[Collected data]
....

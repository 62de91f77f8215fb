//! Team / people slide mutation.
//!
//! Designation and description lists are padded with empty strings to the
//! names list's length, so a partially filled request still lines up
//! positionally. Combined `Person{i}` slots take name / designation /
//! description as stacked lines (name bold, designation italic); templates
//! that split the card expose `Name{i}` / `Designation{i}` /
//! `Description{i}` slots instead.

use crate::content::PeopleContent;
use crate::mutate::{
    MutationError, edit_slot_text, fill_slots, load_target, set_slot_text,
};
use crate::pptx::document::Document;
use crate::pptx::slide::Slide;
use crate::resolve::{SlotRule, SlotTarget};

pub(crate) fn apply(doc: &mut Document, content: &PeopleContent) -> Result<(), MutationError> {
    let mut slide = load_target(doc, content.slide_number)?;

    set_slot_text(
        &mut slide,
        &SlotRule::contains("title", SlotTarget::Text),
        &content.title,
        content.title_color.as_deref(),
    )?;

    if let Some(description) = &content.description {
        set_slot_text(
            &mut slide,
            &SlotRule::contains("description", SlotTarget::Text),
            description,
            content.description_color.as_deref(),
        )?;
    }

    for (index, name) in content.names.iter().enumerate() {
        let slot = index + 1;
        let designation = content.designations.get(index).map_or("", String::as_str);
        let description = content.descriptions.get(index).map_or("", String::as_str);

        let mut text = format!("{name}\n{designation}");
        if !description.is_empty() {
            text.push_str(&format!("\n{description}"));
        }

        let combined = edit_slot_text(
            &mut slide,
            &SlotRule::indexed("Person", slot, SlotTarget::Text),
            |body| {
                body.set_text(&text);
                body.bold_paragraph(0, true);
                body.italic_paragraph(1, true);
            },
        )?;

        if !combined {
            apply_split_person(&mut slide, slot, name, designation, description)?;
        }
    }

    if let Some(background) = &content.background_color {
        fill_slots(
            &mut slide,
            &SlotRule::keywords(&["background", "bg"], SlotTarget::Any),
            background,
        )?;
    }

    doc.store_slide(slide)?;
    Ok(())
}

/// Write one person into separate name / designation / description slots.
fn apply_split_person(
    slide: &mut Slide,
    slot: usize,
    name: &str,
    designation: &str,
    description: &str,
) -> Result<(), MutationError> {
    edit_slot_text(
        slide,
        &SlotRule::indexed("Name", slot, SlotTarget::Text),
        |body| {
            body.set_text(name);
            body.bold_all(true);
        },
    )?;

    edit_slot_text(
        slide,
        &SlotRule::indexed("Designation", slot, SlotTarget::Text),
        |body| {
            body.set_text(designation);
            body.italic_all(true);
        },
    )?;

    edit_slot_text(
        slide,
        &SlotRule::indexed_keywords(&["Description", "desc"], slot, SlotTarget::Text),
        |body| body.set_text(description),
    )?;

    Ok(())
}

....

▶ _The problem_
Go through the data and copy each line exactly as it was written.

▶ _Output of the task_
repository 62de91f77f8215fb
//! Team / people slide mutation.
//!
//! Designation and description lists are padded with empty strings to the
//! names list's length, so a partially filled request still lines up
//! positionally. Combined `Person{i}` slots take name / designation /
//! description as stacked lines (name bold, designation italic); templates
//! that split the card expose `Name{i}` / `Designation{i}` /
//! `Description{i}` slots instead.

use crate::content::PeopleContent;
use crate::mutate::{
    MutationError, edit_slot_text, fill_slots, load_target, set_slot_text,
};
use crate::pptx::document::Document;
use crate::pptx::slide::Slide;
use crate::resolve::{SlotRule, SlotTarget};

pub(crate) fn apply(doc: &mut Document, content: &PeopleContent) -> Result<(), MutationError> {
    let mut slide = load_target(doc, content.slide_number)?;

    set_slot_text(
        &mut slide,
        &SlotRule::contains("title", SlotTarget::Text),
        &content.title,
        content.title_color.as_deref(),
    )?;

    if let Some(description) = &content.description {
        set_slot_text(
            &mut slide,
            &SlotRule::contains("description", SlotTarget::Text),
            description,
            content.description_color.as_deref(),
        )?;
    }

    for (index, name) in content.names.iter().enumerate() {
        let slot = index + 1;
        let designation = content.designations.get(index).map_or("", String::as_str);
        let description = content.descriptions.get(index).map_or("", String::as_str);

        let mut text = format!("{name}\n{designation}");
        if !description.is_empty() {
            text.push_str(&format!("\n{description}"));
        }

        let combined = edit_slot_text(
            &mut slide,
            &SlotRule::indexed("Person", slot, SlotTarget::Text),
            |body| {
                body.set_text(&text);
                body.bold_paragraph(0, true);
                body.italic_paragraph(1, true);
            },
        )?;

        if !combined {
            apply_split_person(&mut slide, slot, name, designation, description)?;
        }
    }

    if let Some(background) = &content.background_color {
        fill_slots(
            &mut slide,
            &SlotRule::keywords(&["background", "bg"], SlotTarget::Any),
            background,
        )?;
    }

    doc.store_slide(slide)?;
    Ok(())
}

/// Write one person into separate name / designation / description slots.
fn apply_split_person(
    slide: &mut Slide,
    slot: usize,
    name: &str,
    designation: &str,
    description: &str,
) -> Result<(), MutationError> {
    edit_slot_text(
        slide,
        &SlotRule::indexed("Name", slot, SlotTarget::Text),
        |body| {
            body.set_text(name);
            body.bold_all(true);
        },
    )?;

    edit_slot_text(
        slide,
        &SlotRule::indexed("Designation", slot, SlotTarget::Text),
        |body| {
            body.set_text(designation);
            body.italic_all(true);
        },
    )?;

    edit_slot_text(
        slide,
        &SlotRule::indexed_keywords(&["Description", "desc"], slot, SlotTarget::Text),
        |body| body.set_text(description),
    )?;

    Ok(())
}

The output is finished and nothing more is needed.